Welcome to the Era of AI Creating AI! Shocking Data on “Recursive Self-Improvement” from Anthropic
📰 News Overview
- AI Takes the Lead in Development: Anthropic is delegating much of the development process to AI systems, with engineers now shipping code at a rate eight times the average from 2021-2025.
- Leap in Autonomous Performance: Claude Opus 4.6 can autonomously complete software tasks that would take humans 12 hours.

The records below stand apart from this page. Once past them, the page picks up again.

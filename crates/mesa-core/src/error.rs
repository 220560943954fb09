//! Error types for the Mesa chat pipeline

use thiserror::Error;

/// Result type alias for chat operations
pub type ChatResult<T> = Result<T, ChatError>;

/// Generic reply shown to the guest when a backend call fails. The failed
/// exchange is never written to the conversation log.
pub const USER_FACING_FAILURE: &str =
    "Lo siento, ha ocurrido un error. Por favor, intenta de nuevo.";

/// Errors that can occur while producing a reply
#[derive(Error, Debug)]
pub enum ChatError {
    /// Intent service unreachable, non-2xx, or undecodable body.
    /// `status` is `None` when no HTTP response was received.
    #[error("Classification error (status {status:?}): {body}")]
    Classification { status: Option<u16>, body: String },

    /// Completion service unreachable, non-2xx, or undecodable body.
    #[error("Completion error (status {status:?}): {body}")]
    Completion { status: Option<u16>, body: String },

    /// Contract violation upstream of the resolver.
    #[error("Resolution error: {0}")]
    Resolution(String),

    #[error("Configuration error: {0}")]
    Config(String),
}

impl ChatError {
    /// HTTP status carried by a remote failure, if any.
    pub fn status(&self) -> Option<u16> {
        match self {
            ChatError::Classification { status, .. } | ChatError::Completion { status, .. } => {
                *status
            }
            _ => None,
        }
    }

    /// Transient failures only: transport errors (no status), 429 and 5xx.
    /// Client-side faults are never retried.
    pub fn is_retryable(&self) -> bool {
        match self {
            ChatError::Classification { status, .. } | ChatError::Completion { status, .. } => {
                match status {
                    None => true,
                    Some(429) => true,
                    Some(code) => (500..600).contains(code),
                }
            }
            ChatError::Resolution(_) | ChatError::Config(_) => false,
        }
    }
}

impl From<config::ConfigError> for ChatError {
    fn from(err: config::ConfigError) -> Self {
        ChatError::Config(err.to_string())
    }
}
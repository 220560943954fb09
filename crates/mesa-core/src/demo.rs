//! Demo responder: local keyword matching with canned replies. No network.

/// Keyword group: any phrase hit selects the reply. Groups are checked in order.
struct KeywordGroup {
    topic: &'static str,
    phrases: &'static [&'static str],
    reply: &'static str,
}

const MENU_REPLY: &str = "Nuestro menú incluye:\n- Entradas: Ensalada César, Bruschetta, Sopa del día\n- Platos principales: Pasta Alfredo, Salmón a la parrilla, Filete de res\n- Postres: Tiramisú, Cheesecake, Helado artesanal\n\n¿Te gustaría más detalles sobre algún platillo?";

const HOURS_REPLY: &str = "Nuestro horario es:\n• Lunes a viernes: 12:00 PM - 11:00 PM\n• Sábados y domingos: 11:00 AM - 12:00 AM\n\n¡Te esperamos!";

const RESERVATION_REPLY: &str = "Para hacer una reservación puedes:\n• Llamar al: (123) 456-7890\n• Email: reservas@restaurante.com\n• WhatsApp: (123) 456-7890\n\n¿Para cuántas personas necesitas la mesa?";

const LOCATION_REPLY: &str = "Nos encontramos en:\n📍 Av. Principal 123, Centro\nCiudad, CP 12345\n\nContamos con:\n• Estacionamiento gratuito\n• Acceso para sillas de ruedas\n• Zona de terraza";

const PRICE_REPLY: &str = "Nuestros precios varían:\n• Entradas: $80 - $150\n• Platos principales: $200 - $450\n• Postres: $80 - $120\n\nContamos con menú del día de lunes a viernes por $180.";

/// Reply when no keyword group matches.
pub const DEMO_HELP_REPLY: &str = "Puedo ayudarte con:\n• Información del menú\n• Horarios de atención\n• Realizar reservaciones\n• Ubicación y contacto\n• Precios\n\n¿Qué necesitas saber?";

const KEYWORD_GROUPS: &[KeywordGroup] = &[
    KeywordGroup {
        topic: "menu",
        phrases: &["menú", "menu", "comida"],
        reply: MENU_REPLY,
    },
    KeywordGroup {
        topic: "hours",
        phrases: &["hora", "abierto", "horario"],
        reply: HOURS_REPLY,
    },
    KeywordGroup {
        topic: "reservation",
        phrases: &["reserva", "reservación"],
        reply: RESERVATION_REPLY,
    },
    KeywordGroup {
        topic: "location",
        phrases: &["ubicación", "ubicacion", "dirección", "donde"],
        reply: LOCATION_REPLY,
    },
    KeywordGroup {
        topic: "price",
        phrases: &["precio", "costo"],
        reply: PRICE_REPLY,
    },
];

/// Resolve an utterance to a canned reply. Total and deterministic; first group wins.
pub fn resolve(utterance: &str) -> &'static str {
    let lower = utterance.to_lowercase();
    KEYWORD_GROUPS
        .iter()
        .find(|g| g.phrases.iter().any(|p| lower.contains(p)))
        .map(|g| {
            tracing::debug!("[MESA] Demo topic matched: {}", g.topic);
            g.reply
        })
        .unwrap_or(DEMO_HELP_REPLY)
}
//! Structured-intent path end to end against a mock classification endpoint.
//!
//! Run with: `cargo test -p mesa_core --test intent_flow`

use std::sync::Arc;
use std::time::Duration;

use mesa_core::templates::{IntentTemplate, MenuItemTemplate, ORDER_CALL_TO_ACTION};
use mesa_core::{BackendMode, ChatConfig, ChatError, ChatSession, IntentBridge};
use serde_json::json;
use wiremock::matchers::{body_partial_json, header, method, path, query_param};
use wiremock::{Mock, MockServer, ResponseTemplate};

const ANALYZE_PATH: &str = "/language/:analyze-conversations";

fn test_config(server: &MockServer, max_retries: u32) -> ChatConfig {
    ChatConfig {
        endpoint: server.uri(),
        api_key: "test-key".to_string(),
        deployment_name: "restaurante".to_string(),
        mode: BackendMode::StructuredIntent,
        max_retries,
        retry_backoff_ms: 1,
        ..ChatConfig::default()
    }
}

fn prediction(top_intent: &str, entities: serde_json::Value) -> serde_json::Value {
    json!({
        "kind": "ConversationResult",
        "result": {
            "query": "ignored",
            "prediction": {
                "topIntent": top_intent,
                "projectKind": "Conversation",
                "entities": entities
            }
        }
    })
}

#[tokio::test]
async fn order_with_pizza_returns_fragment_and_call_to_action() {
    let _ = tracing_subscriber::fmt().with_test_writer().try_init();
    let server = MockServer::start().await;
    Mock::given(method("POST"))
        .and(path(ANALYZE_PATH))
        .and(query_param("api-version", "2022-10-01-preview"))
        .and(header("Ocp-Apim-Subscription-Key", "test-key"))
        .and(body_partial_json(json!({
            "kind": "Conversation",
            "analysisInput": {"conversationItem": {"id": "1", "participantId": "user", "text": "quiero pizza"}},
            "parameters": {"projectName": "restaurante", "deploymentName": "production", "stringIndexType": "TextElement_V8"}
        })))
        .respond_with(ResponseTemplate::new(200).set_body_json(prediction(
            "RealizarPedido",
            json!([{"category": "Plato", "text": "pizza", "offset": 7, "length": 5, "confidenceScore": 1.0}]),
        )))
        .expect(1)
        .mount(&server)
        .await;

    let bridge = IntentBridge::new(&test_config(&server, 0)).unwrap();
    let reply = bridge.resolve("quiero pizza").await.unwrap();

    assert_eq!(
        reply,
        format!("{}{}", MenuItemTemplate::Pizza.fragment(), ORDER_CALL_TO_ACTION)
    );
}

#[tokio::test]
async fn intent_without_entities_field_uses_intent_template() {
    let server = MockServer::start().await;
    Mock::given(method("POST"))
        .and(path(ANALYZE_PATH))
        .respond_with(ResponseTemplate::new(200).set_body_json(json!({
            "result": {"prediction": {"topIntent": "Horarios"}}
        })))
        .mount(&server)
        .await;

    let bridge = IntentBridge::new(&test_config(&server, 0)).unwrap();
    assert_eq!(
        bridge.resolve("¿a qué hora abren?").await.unwrap(),
        IntentTemplate::Horarios.text()
    );
}

#[tokio::test]
async fn unmapped_intent_falls_back_to_default() {
    let server = MockServer::start().await;
    Mock::given(method("POST"))
        .and(path(ANALYZE_PATH))
        .respond_with(ResponseTemplate::new(200).set_body_json(prediction("Despedida", json!([]))))
        .mount(&server)
        .await;

    let bridge = IntentBridge::new(&test_config(&server, 0)).unwrap();
    assert_eq!(bridge.resolve("adiós").await.unwrap(), IntentTemplate::None.text());
}

#[tokio::test]
async fn server_error_raises_classification_error_and_appends_no_turn() {
    let server = MockServer::start().await;
    Mock::given(method("POST"))
        .and(path(ANALYZE_PATH))
        .respond_with(ResponseTemplate::new(500).set_body_string("internal failure"))
        .expect(1)
        .mount(&server)
        .await;

    let config = test_config(&server, 0);
    let mut session = ChatSession::new(mesa_core::select_responder(&config).unwrap());
    let err = session.respond("hola").await.unwrap_err();

    match err {
        ChatError::Classification { status, body } => {
            assert_eq!(status, Some(500));
            assert_eq!(body, "internal failure");
        }
        other => panic!("expected classification error, got {other:?}"),
    }
    assert!(session.conversation().is_empty());
}

#[tokio::test]
async fn malformed_body_is_classification_error() {
    let server = MockServer::start().await;
    Mock::given(method("POST"))
        .and(path(ANALYZE_PATH))
        .respond_with(ResponseTemplate::new(200).set_body_string("<html>oops</html>"))
        .mount(&server)
        .await;

    // A decode failure on a 200 is deterministic: reported with its status, never retried.
    let bridge = IntentBridge::new(&test_config(&server, 1)).unwrap();
    assert!(matches!(
        bridge.resolve("hola").await,
        Err(ChatError::Classification { status: Some(200), .. })
    ));
    assert_eq!(server.received_requests().await.unwrap().len(), 1);
}

#[tokio::test]
async fn wrong_shape_payload_falls_back_to_default_template() {
    let server = MockServer::start().await;
    Mock::given(method("POST"))
        .and(path(ANALYZE_PATH))
        .respond_with(ResponseTemplate::new(200).set_body_json(json!({
            "result": {"prediction": {"topIntent": 42, "entities": [{"category": "Plato"}]}}
        })))
        .mount(&server)
        .await;

    let bridge = IntentBridge::new(&test_config(&server, 0)).unwrap();
    let mut session = ChatSession::new(Arc::new(bridge));
    let reply = session.respond("???").await.unwrap();
    assert_eq!(reply, IntentTemplate::None.text());
    assert_eq!(session.conversation().len(), 2);
}

#[tokio::test]
async fn timeout_raises_classification_error_and_appends_no_turn() {
    let server = MockServer::start().await;
    Mock::given(method("POST"))
        .and(path(ANALYZE_PATH))
        .respond_with(
            ResponseTemplate::new(200)
                .set_body_json(prediction("Horarios", json!([])))
                .set_delay(Duration::from_secs(3)),
        )
        .mount(&server)
        .await;

    let config = ChatConfig {
        request_timeout_secs: 1,
        ..test_config(&server, 0)
    };
    let mut session = ChatSession::new(Arc::new(IntentBridge::new(&config).unwrap()));
    match session.respond("¿a qué hora abren?").await {
        Err(ChatError::Classification { status: None, .. }) => {}
        other => panic!("expected classification timeout, got {other:?}"),
    }
    assert!(session.conversation().is_empty());
}

#[tokio::test]
async fn transient_failure_is_retried() {
    let server = MockServer::start().await;
    Mock::given(method("POST"))
        .and(path(ANALYZE_PATH))
        .respond_with(ResponseTemplate::new(503))
        .up_to_n_times(1)
        .mount(&server)
        .await;
    Mock::given(method("POST"))
        .and(path(ANALYZE_PATH))
        .respond_with(ResponseTemplate::new(200).set_body_json(prediction("Ubicacion", json!([]))))
        .mount(&server)
        .await;

    let bridge = IntentBridge::new(&test_config(&server, 1)).unwrap();
    assert_eq!(bridge.resolve("¿dónde están?").await.unwrap(), IntentTemplate::Ubicacion.text());
    assert_eq!(server.received_requests().await.unwrap().len(), 2);
}

#[tokio::test]
async fn client_error_is_not_retried() {
    let server = MockServer::start().await;
    Mock::given(method("POST"))
        .and(path(ANALYZE_PATH))
        .respond_with(ResponseTemplate::new(401).set_body_string("invalid subscription key"))
        .mount(&server)
        .await;

    let bridge = IntentBridge::new(&test_config(&server, 3)).unwrap();
    let err = bridge.resolve("hola").await.unwrap_err();
    assert_eq!(err.status(), Some(401));
    assert_eq!(server.received_requests().await.unwrap().len(), 1);
}

#[tokio::test]
async fn session_records_successful_exchanges() {
    let server = MockServer::start().await;
    Mock::given(method("POST"))
        .and(path(ANALYZE_PATH))
        .respond_with(ResponseTemplate::new(200).set_body_json(prediction(
            "MenuInfo",
            json!([{"category": "Plato", "text": "Pasta"}]),
        )))
        .mount(&server)
        .await;

    let responder = Arc::new(IntentBridge::new(&test_config(&server, 0)).unwrap());
    let mut session = ChatSession::new(responder);
    let reply = session.respond("¿qué pastas tienen?").await.unwrap();
    assert_eq!(reply, MenuItemTemplate::Pasta.fragment());
    assert_eq!(session.conversation().len(), 2);
    assert_eq!(session.conversation().snapshot()[1].text(), reply);
}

The Claude Mythos Preview has even recorded over 16 continuous hours of operation.
- Benchmark Saturation: In software engineering tests like “SWE-bench” and research reproducibility tests like “CORE-Bench,” AI has reached scores close to 100% (saturation) in just 1-2 years.
💡 Key Insights
- Signs of Recursive Self-Improvement: The cycle of “recursive self-improvement,” where AI designs and develops the next generation of AI, is becoming a reality, with the potential for AI to handle tasks that take humans weeks by 2027.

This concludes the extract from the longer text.